:: RECORDS SUPPLIED

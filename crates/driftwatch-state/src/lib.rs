//! driftwatch-state: drift history persistence
//!
//! Append-only record of drift reports per `(cloud, environment)` target.
//! The classifier reads its baseline from here and the alert policy reads
//! the previous report.
//!
//! ## Backends
//!
//! - `MemoryHistoryStore`: process-local, used in tests and dry runs
//! - `FsHistoryStore`: one JSON file per run under a root directory
//! - `SurrealHistoryStore`: SurrealDB (`mem://`, `surrealkv://`, remote)

mod error;
pub mod fakes;
pub mod fs_store;
pub mod migrations;
pub mod storage_traits;
pub mod surreal_store;

pub use error::StorageError;
pub use fakes::{FlakyHistoryStore, MemoryHistoryStore};
pub use fs_store::FsHistoryStore;
pub use storage_traits::{ensure_newer, HistoryEntry, HistoryStore, StorageResult};
pub use surreal_store::SurrealHistoryStore;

::::

> _DIRECTIONS_
A complete, exact repeat of the records is the required answer.

> _ANSWER FOR THIS EXERCISE_
filename crates/driftwatch-state/src/lib.rs
//! driftwatch-state: drift history persistence
//!
//! Append-only record of drift reports per `(cloud, environment)` target.
//! The classifier reads its baseline from here and the alert policy reads
//! the previous report.
//!
//! ## Backends
//!
//! - `MemoryHistoryStore`: process-local, used in tests and dry runs
//! - `FsHistoryStore`: one JSON file per run under a root directory
//! - `SurrealHistoryStore`: SurrealDB (`mem://`, `surrealkv://`, remote)

mod error;
pub mod fakes;
pub mod fs_store;
pub mod migrations;
pub mod storage_traits;
pub mod surreal_store;

pub use error::StorageError;
pub use fakes::{FlakyHistoryStore, MemoryHistoryStore};
pub use fs_store::FsHistoryStore;
pub use storage_traits::{ensure_newer, HistoryEntry, HistoryStore, StorageResult};
pub use surreal_store::SurrealHistoryStore;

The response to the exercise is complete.